The Kingdom of Ice is the story of the ill-fated De Long Expedition to the North Pole that was launched with great hope and excitement from San Francisco in 1880. Little was known about the Arctic region and virtually nothing was known about the North Pole. There were what are known now to be bizarre theories that were commonly held about the Pole by respected scientists, military men and other experts.
August Petermann a world-renowned cartographer and geographer was one of many Arctic “experts” who believed that there was warm water surrounding the North Pole. These waters were referred to as the Open Polar Ocean intimating that the waters were free of ice floes and packs and were “open” to vessels that would not be encumbered by ice. The warm waters of this ocean were the result of the conflagration of the warm Gulf stream and the Kuro Siwo, the warm black current that flowed northward to the Bering Strait from Japan and Formosa.

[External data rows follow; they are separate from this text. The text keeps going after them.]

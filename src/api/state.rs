//! Application state for the Leave Engine API.
//!
//! This module defines the shared application state that is available
//! to all request handlers.

use std::sync::{Arc, Mutex, MutexGuard};

use crate::config::{ConfigLoader, LeavePolicy};
use crate::error::{LeaveError, LeaveResult};
use crate::store::InMemoryStore;
use crate::workflow::LeaveWorkflow;

/// Shared application state.
///
/// Holds the leave workflow behind a mutex so that each request sees and
/// applies a consistent sequence of store writes.
#[derive(Clone)]
pub struct AppState {
    workflow: Arc<Mutex<LeaveWorkflow<InMemoryStore>>>,
    policy: Arc<LeavePolicy>,
}

impl AppState {
    /// Creates a new application state with an empty store and the loaded policy.
    pub fn new(config: ConfigLoader) -> Self {
        Self::with_store(InMemoryStore::new(), config.into_policy())
    }

    /// Creates a new application state over an existing store.
    pub fn with_store(store: InMemoryStore, policy: LeavePolicy) -> Self {
        Self {
            workflow: Arc::new(Mutex::new(LeaveWorkflow::new(store, &policy))),
            policy: Arc::new(policy),
        }
    }

    /// Returns the active leave policy.
    pub fn policy(&self) -> &LeavePolicy {
        &self.policy
    }

    /// Locks the workflow for the duration of one request.
    pub fn workflow(&self) -> LeaveResult<MutexGuard<'_, LeaveWorkflow<InMemoryStore>>> {
        self.workflow.lock().map_err(|_| LeaveError::Store {
            message: "workflow lock poisoned".to_string(),
        })
    }
}
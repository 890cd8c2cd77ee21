//! Repair of approvals whose balance write did not land.

use serde::{Deserialize, Serialize};
use tracing::{info, warn};

use crate::error::LeaveResult;
use crate::models::{BalanceRecord, DateRange, ScopeFilter};
use crate::store::LeaveStore;

use super::LeaveWorkflow;

/// What a reconciliation pass found and fixed for one owner.
#[derive(Debug, Clone, PartialEq, Eq, Serialize, Deserialize)]
pub struct ReconciliationReport {
    /// The owner reconciled.
    pub owner_id: String,
    /// Approved intervals whose usage was applied by this pass.
    pub repaired: Vec<String>,
    /// Journaled interval IDs that are no longer approved in the store.
    pub orphaned: Vec<String>,
    /// The balance after repair.
    pub balance: BalanceRecord,
}

impl ReconciliationReport {
    /// Whether the balance already agreed with the store.
    pub fn is_clean(&self) -> bool {
        self.repaired.is_empty() && self.orphaned.is_empty()
    }
}

impl<S: LeaveStore> LeaveWorkflow<S> {
    /// Brings an owner's balance journal in line with their approved leave.
    ///
    /// Approved intervals missing from the journal have their usage applied.
    /// Journal entries with no approved interval behind them are reported
    /// but left alone.
    pub fn reconcile(&mut self, owner_id: &str) -> LeaveResult<ReconciliationReport> {
        let approved = self.store.fetch_approved_intervals(
            &DateRange::unbounded(),
            &ScopeFilter::Owner(owner_id.to_string()),
        )?;
        let mut balance = self.ledger.get_balance(&mut self.store, owner_id)?;

        let missing: Vec<_> = approved
            .iter()
            .filter(|i| !balance.has_applied(i.id()))
            .collect();
        let mut repaired = Vec::with_capacity(missing.len());
        for interval in missing {
            balance = self.ledger.apply_interval_usage(&mut self.store, interval)?;
            repaired.push(interval.id().to_string());
        }

        let orphaned: Vec<String> = balance
            .applied_intervals
            .iter()
            .filter(|id| !approved.iter().any(|i| i.id() == id.as_str()))
            .cloned()
            .collect();

        if !orphaned.is_empty() {
            warn!(owner_id, orphaned = ?orphaned, "Journaled intervals are not approved");
        }
        info!(
            owner_id,
            repaired = repaired.len(),
            orphaned = orphaned.len(),
            "Reconciled leave balance"
        );

        Ok(ReconciliationReport {
            owner_id: owner_id.to_string(),
            repaired,
            orphaned,
            balance,
        })
    }
}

The saga of the USS Jeannette and its crew on an expedition to reach the North Pole, a region never before seen by man, has a hint of a “perfect storm” scenario. For one, there was avid interest in exploring the North Pole from scientists, explorers and the public alike. There had been failed expeditions and tragedies like the Polaris expedition which resulted in an apparent mutiny with the commander, Captain Charles Hall, being poisoned with arsenic after the ship had been stranded in ice.

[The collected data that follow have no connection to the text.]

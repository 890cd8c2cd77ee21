//! Leave interval model and related types.
//!
//! This module defines [`LeaveInterval`], the validated date span of a leave
//! request together with its category and lifecycle status, plus the
//! loosely-shaped [`LeaveRecord`] it is built from and the [`LeaveRequest`]
//! draft a requester submits.

use chrono::{DateTime, NaiveDate, Utc};
use serde::{Deserialize, Serialize};

use crate::error::{LeaveError, LeaveResult};
use crate::models::ValidationFailure;
use crate::scheduling::inclusive_day_count;

/// The category of leave, each with its own entitlement.
#[derive(Debug, Clone, Copy, PartialEq, Eq, PartialOrd, Ord, Hash, Serialize, Deserialize)]
#[serde(rename_all = "snake_case")]
pub enum LeaveCategory {
    /// Annual vacation leave.
    Vacation,
    /// Sick leave.
    Sick,
    /// Personal leave.
    Personal,
    /// Maternity leave.
    Maternity,
    /// Emergency leave.
    Emergency,
}

impl LeaveCategory {
    /// Every category, in ledger order.
    pub const ALL: [LeaveCategory; 5] = [
        LeaveCategory::Vacation,
        LeaveCategory::Sick,
        LeaveCategory::Personal,
        LeaveCategory::Maternity,
        LeaveCategory::Emergency,
    ];
}

impl std::fmt::Display for LeaveCategory {
    fn fmt(&self, f: &mut std::fmt::Formatter<'_>) -> std::fmt::Result {
        match self {
            LeaveCategory::Vacation => write!(f, "vacation"),
            LeaveCategory::Sick => write!(f, "sick"),
            LeaveCategory::Personal => write!(f, "personal"),
            LeaveCategory::Maternity => write!(f, "maternity"),
            LeaveCategory::Emergency => write!(f, "emergency"),
        }
    }
}

/// The lifecycle status of a leave interval.
///
/// Intervals start as [`LeaveStatus::Pending`] and move to exactly one
/// terminal status.
#[derive(Debug, Clone, Copy, PartialEq, Eq, Hash, Serialize, Deserialize)]
#[serde(rename_all = "snake_case")]
pub enum LeaveStatus {
    /// Submitted, awaiting review.
    Pending,
    /// Approved by a reviewer. Only approved leave takes part in conflict detection.
    Approved,
    /// Rejected by a reviewer.
    Rejected,
    /// Withdrawn by the requester before review.
    Cancelled,
}

impl LeaveStatus {
    /// Returns true for the statuses an interval can never leave.
    pub fn is_terminal(self) -> bool {
        self != LeaveStatus::Pending
    }
}

impl std::fmt::Display for LeaveStatus {
    fn fmt(&self, f: &mut std::fmt::Formatter<'_>) -> std::fmt::Result {
        match self {
            LeaveStatus::Pending => write!(f, "pending"),
            LeaveStatus::Approved => write!(f, "approved"),
            LeaveStatus::Rejected => write!(f, "rejected"),
            LeaveStatus::Cancelled => write!(f, "cancelled"),
        }
    }
}

/// Administrative metadata recorded with a status decision.
#[derive(Debug, Clone, PartialEq, Eq, Serialize, Deserialize)]
pub struct StatusMetadata {
    /// The user who made the decision (reviewer or requester).
    pub actor_id: String,
    /// When the decision was made.
    pub at: DateTime<Utc>,
    /// Optional free-text reason, e.g. a rejection reason.
    #[serde(default, skip_serializing_if = "Option::is_none")]
    pub reason: Option<String>,
}

/// A leave record as held by the external store.
///
/// Dates are kept as strings because stored documents are not guaranteed to
/// be well formed. Converting into a [`LeaveInterval`] parses them.
#[derive(Debug, Clone, PartialEq, Eq, Serialize, Deserialize)]
pub struct LeaveRecord {
    /// Unique identifier for the interval.
    pub id: String,
    /// The requester who owns the interval.
    pub owner_id: String,
    /// The leave category.
    pub category: LeaveCategory,
    /// First day of leave, expected as `YYYY-MM-DD`.
    pub start_date: String,
    /// Last day of leave (inclusive), expected as `YYYY-MM-DD`.
    pub end_date: String,
    /// The lifecycle status.
    pub status: LeaveStatus,
    /// The requester's reason for the leave.
    #[serde(default)]
    pub reason: String,
    /// The latest status decision, if any.
    #[serde(default)]
    pub decision: Option<StatusMetadata>,
    /// When the request was submitted. Records without one sort as oldest.
    #[serde(default, skip_serializing_if = "Option::is_none")]
    pub created_at: Option<DateTime<Utc>>,
}

fn parse_record_date(interval_id: &str, field: &str, value: &str) -> LeaveResult<NaiveDate> {
    let trimmed = value.trim();
    NaiveDate::parse_from_str(trimmed, "%Y-%m-%d")
        .or_else(|_| DateTime::parse_from_rfc3339(trimmed).map(|dt| dt.date_naive()))
        .map_err(|_| LeaveError::DataError {
            interval_id: interval_id.to_string(),
            message: format!("unparsable {} '{}'", field, value),
        })
}

/// A leave request's validated date span plus status and category.
///
/// The `start_date <= end_date` invariant is enforced at construction, and
/// neither the dates nor the category can change afterwards. Deserialization
/// goes through [`LeaveRecord`], so the same checks apply to JSON input.
///
/// # Example
///
/// ```
/// use leave_engine::models::{LeaveCategory, LeaveInterval, LeaveStatus};
/// use chrono::NaiveDate;
///
/// let interval = LeaveInterval::new(
///     "req_001",
///     "emp_001",
///     LeaveCategory::Vacation,
///     NaiveDate::from_ymd_opt(2024, 6, 1).unwrap(),
///     NaiveDate::from_ymd_opt(2024, 6, 5).unwrap(),
/// )
/// .unwrap();
///
/// assert_eq!(interval.status(), LeaveStatus::Pending);
/// assert_eq!(interval.days(), 5);
/// ```
#[derive(Debug, Clone, PartialEq, Eq, Serialize, Deserialize)]
#[serde(try_from = "LeaveRecord")]
pub struct LeaveInterval {
    id: String,
    owner_id: String,
    category: LeaveCategory,
    start_date: NaiveDate,
    end_date: NaiveDate,
    status: LeaveStatus,
    reason: String,
    #[serde(skip_serializing_if = "Option::is_none")]
    decision: Option<StatusMetadata>,
    created_at: DateTime<Utc>,
}

impl LeaveInterval {
    /// Creates a new pending interval.
    ///
    /// # Errors
    ///
    /// Returns [`ValidationFailure::InvalidRange`] if `end_date` is before
    /// `start_date`.
    pub fn new(
        id: impl Into<String>,
        owner_id: impl Into<String>,
        category: LeaveCategory,
        start_date: NaiveDate,
        end_date: NaiveDate,
    ) -> LeaveResult<Self> {
        if end_date < start_date {
            return Err(ValidationFailure::InvalidRange {
                start_date,
                end_date,
            }
            .into());
        }

        Ok(Self {
            id: id.into(),
            owner_id: owner_id.into(),
            category,
            start_date,
            end_date,
            status: LeaveStatus::Pending,
            reason: String::new(),
            decision: None,
            created_at: Utc::now(),
        })
    }

    /// Creates a pending interval from a submitted request.
    pub fn from_request(id: impl Into<String>, request: &LeaveRequest) -> LeaveResult<Self> {
        Ok(Self::new(
            id,
            request.owner_id.clone(),
            request.category,
            request.start_date,
            request.end_date,
        )?
        .with_reason(request.reason.clone()))
    }

    /// Sets the submission time.
    pub fn with_created_at(mut self, created_at: DateTime<Utc>) -> Self {
        self.created_at = created_at;
        self
    }

    /// Sets the requester's reason.
    pub fn with_reason(mut self, reason: impl Into<String>) -> Self {
        self.reason = reason.into();
        self
    }

    /// The interval ID.
    pub fn id(&self) -> &str {
        &self.id
    }

    /// The owning requester's ID.
    pub fn owner_id(&self) -> &str {
        &self.owner_id
    }

    /// The leave category.
    pub fn category(&self) -> LeaveCategory {
        self.category
    }

    /// First day of leave.
    pub fn start_date(&self) -> NaiveDate {
        self.start_date
    }

    /// Last day of leave (inclusive).
    pub fn end_date(&self) -> NaiveDate {
        self.end_date
    }

    /// The current lifecycle status.
    pub fn status(&self) -> LeaveStatus {
        self.status
    }

    /// The requester's reason.
    pub fn reason(&self) -> &str {
        &self.reason
    }

    /// The latest status decision, if any.
    pub fn decision(&self) -> Option<&StatusMetadata> {
        self.decision.as_ref()
    }

    /// When the request was submitted.
    pub fn created_at(&self) -> DateTime<Utc> {
        self.created_at
    }

    /// Returns true if the interval is approved.
    pub fn is_approved(&self) -> bool {
        self.status == LeaveStatus::Approved
    }

    /// Number of leave days, counting both ends.
    pub fn days(&self) -> u32 {
        // start <= end is a construction invariant, so the count is at least 1.
        inclusive_day_count(self.start_date, self.end_date) as u32
    }

    /// Returns true if `date` falls within the interval (inclusive).
    pub fn covers(&self, date: NaiveDate) -> bool {
        date >= self.start_date && date <= self.end_date
    }

    /// Moves a pending interval into a terminal status.
    ///
    /// # Errors
    ///
    /// Returns [`LeaveError::InvalidTransition`] if the interval is already
    /// terminal or `to` is [`LeaveStatus::Pending`].
    pub fn transition(&mut self, to: LeaveStatus, metadata: StatusMetadata) -> LeaveResult<()> {
        if self.status.is_terminal() || !to.is_terminal() {
            return Err(LeaveError::InvalidTransition {
                interval_id: self.id.clone(),
                from: self.status,
                to,
            });
        }

        self.status = to;
        self.decision = Some(metadata);
        Ok(())
    }
}

impl TryFrom<LeaveRecord> for LeaveInterval {
    type Error = LeaveError;

    fn try_from(record: LeaveRecord) -> LeaveResult<Self> {
        let start_date = parse_record_date(&record.id, "start_date", &record.start_date)?;
        let end_date = parse_record_date(&record.id, "end_date", &record.end_date)?;

        if end_date < start_date {
            return Err(LeaveError::DataError {
                interval_id: record.id,
                message: format!("end_date {} is before start_date {}", end_date, start_date),
            });
        }

        Ok(Self {
            id: record.id,
            owner_id: record.owner_id,
            category: record.category,
            start_date,
            end_date,
            status: record.status,
            reason: record.reason,
            decision: record.decision,
            created_at: record.created_at.unwrap_or_default(),
        })
    }
}

impl From<LeaveInterval> for LeaveRecord {
    fn from(interval: LeaveInterval) -> Self {
        LeaveRecord {
            id: interval.id,
            owner_id: interval.owner_id,
            category: interval.category,
            start_date: interval.start_date.to_string(),
            end_date: interval.end_date.to_string(),
            status: interval.status,
            reason: interval.reason,
            decision: interval.decision,
            created_at: Some(interval.created_at),
        }
    }
}

/// A leave request as submitted, before validation.
///
/// Unlike [`LeaveInterval`], a request may carry reversed dates; the
/// validator is responsible for rejecting them.
#[derive(Debug, Clone, PartialEq, Eq, Serialize, Deserialize)]
pub struct LeaveRequest {
    /// The requester.
    pub owner_id: String,
    /// The requested leave category.
    pub category: LeaveCategory,
    /// First requested day.
    pub start_date: NaiveDate,
    /// Last requested day (inclusive).
    pub end_date: NaiveDate,
    /// Optional reason.
    #[serde(default)]
    pub reason: String,
}

impl LeaveRequest {
    /// Number of requested days, counting both ends.
    ///
    /// # Examples
    ///
    /// ```
    /// use leave_engine::models::{LeaveCategory, LeaveRequest};
    /// use chrono::NaiveDate;
    ///
    /// let request = LeaveRequest {
    ///     owner_id: "emp_001".to_string(),
    ///     category: LeaveCategory::Vacation,
    ///     start_date: NaiveDate::from_ymd_opt(2024, 6, 1).unwrap(),
    ///     end_date: NaiveDate::from_ymd_opt(2024, 6, 5).unwrap(),
    ///     reason: String::new(),
    /// };
    /// assert_eq!(request.requested_days(), 5);
    /// ```
    pub fn requested_days(&self) -> i64 {
        inclusive_day_count(self.start_date, self.end_date)
    }
}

But those and other expedition failures didn’t dampen the fervor for reaching the North Pole. Multimillionaire James Bennett was the owner and editor-in-chief of the New York Herald which in the late nineteenth century was the most influence newspaper in the world. Bennett was interested in the exploration of the North Pole on an intellectual level; he was also seeking out the next hot story for his newspaper. Bennett had orchestrated reporter Sir Henry Stanley’s successful mission to locate Dr. David Livingstone who had been abandoned in Africa.

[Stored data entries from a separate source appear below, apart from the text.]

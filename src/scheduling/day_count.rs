//! Inclusive day counting.

use chrono::NaiveDate;

/// Counts the days from `start` to `end`, including both ends.
///
/// A single-day span counts as 1. A reversed span yields zero or a negative
/// count; callers that need a positive count validate ordering first.
///
/// # Examples
///
/// ```
/// use leave_engine::scheduling::inclusive_day_count;
/// use chrono::NaiveDate;
///
/// let start = NaiveDate::from_ymd_opt(2024, 6, 1).unwrap();
/// let end = NaiveDate::from_ymd_opt(2024, 6, 5).unwrap();
/// assert_eq!(inclusive_day_count(start, end), 5);
/// assert_eq!(inclusive_day_count(start, start), 1);
/// ```
pub fn inclusive_day_count(start: NaiveDate, end: NaiveDate) -> i64 {
    (end - start).num_days() + 1
}
//! The leave request lifecycle.
//!
//! - [`BalanceLedger`]: per-owner entitlement and usage, with a journal of
//!   applied intervals
//! - [`LeaveWorkflow`]: submit, approve, reject and cancel against a
//!   [`LeaveStore`](crate::store::LeaveStore)
//! - [`ReconciliationReport`]: the result of repairing an owner's balance
//! - [`Dashboard`]: balance figures with recent and upcoming leave
//!
//! # Example
//!
//! ```
//! use chrono::{NaiveDate, Utc};
//! use leave_engine::config::LeavePolicy;
//! use leave_engine::models::{LeaveCategory, LeaveRequest};
//! use leave_engine::store::InMemoryStore;
//! use leave_engine::workflow::LeaveWorkflow;
//!
//! let mut workflow = LeaveWorkflow::new(InMemoryStore::new(), &LeavePolicy::default());
//! let request = LeaveRequest {
//!     owner_id: "emp_001".to_string(),
//!     category: LeaveCategory::Vacation,
//!     start_date: NaiveDate::from_ymd_opt(2024, 8, 10).unwrap(),
//!     end_date: NaiveDate::from_ymd_opt(2024, 8, 12).unwrap(),
//!     reason: "Family trip".to_string(),
//! };
//!
//! let today = NaiveDate::from_ymd_opt(2024, 7, 1).unwrap();
//! let submission = workflow.submit(request, today).unwrap();
//! let outcome = workflow
//!     .approve(submission.interval.id(), "hr_001", Utc::now())
//!     .unwrap();
//!
//! assert_eq!(outcome.balance.available(LeaveCategory::Vacation), 22);
//! ```

mod approval;
mod ledger;
mod overview;
mod reconcile;

pub use approval::{ApprovalOutcome, LeaveWorkflow, RequestCheck, Submission};
pub use ledger::BalanceLedger;
pub use overview::{Dashboard, NOTIFICATION_LIMIT, RECENT_REQUESTS, UPCOMING_LEAVE};
pub use reconcile::ReconciliationReport;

Bennett believed that by sponsoring a North Pole expedition and having exclusivity for reports dispatched from the trek would increase his readership and elevate the stature of his newspaper to a new level. He was willing to fund the entire expedition. Bennett met with Petermann to get advice about the best route to take to the North Pole. Petermann gladly cooperated and willingly provided all the charts and maps that would be necessary for such a journey.
Navy Lieutenant George De Long was an explorer at heart. He was already a celebrated American hero having saved an abandoned expedition to Greenland. He was obsessed with the North Pole and exploring it. He wanted to be the first adventurer to arrive there and proudly claim it for the U.S. De Long had the passion, Bennett had the money and Petermann had the maps. Without those three convergent drivers, the expedition would not have happened.
Reality trumps speculation every time. When De Long and his crew began to encounter ice on their journey north, they discovered that Petermann and other advocates of the Kuro Siwo and Open Polar Ocean had it all wrong. They came to realize that there was nothing but ice, fifteen feet thick at times, all the way to the North Pole. The USS Jeannette got hopelessly stuck in the ice. The men eventually abandoned ship and traveled on foot, by dog sled and by small whaling boats in an effort to reach the Siberian mainland some one thousand miles away and save their lives.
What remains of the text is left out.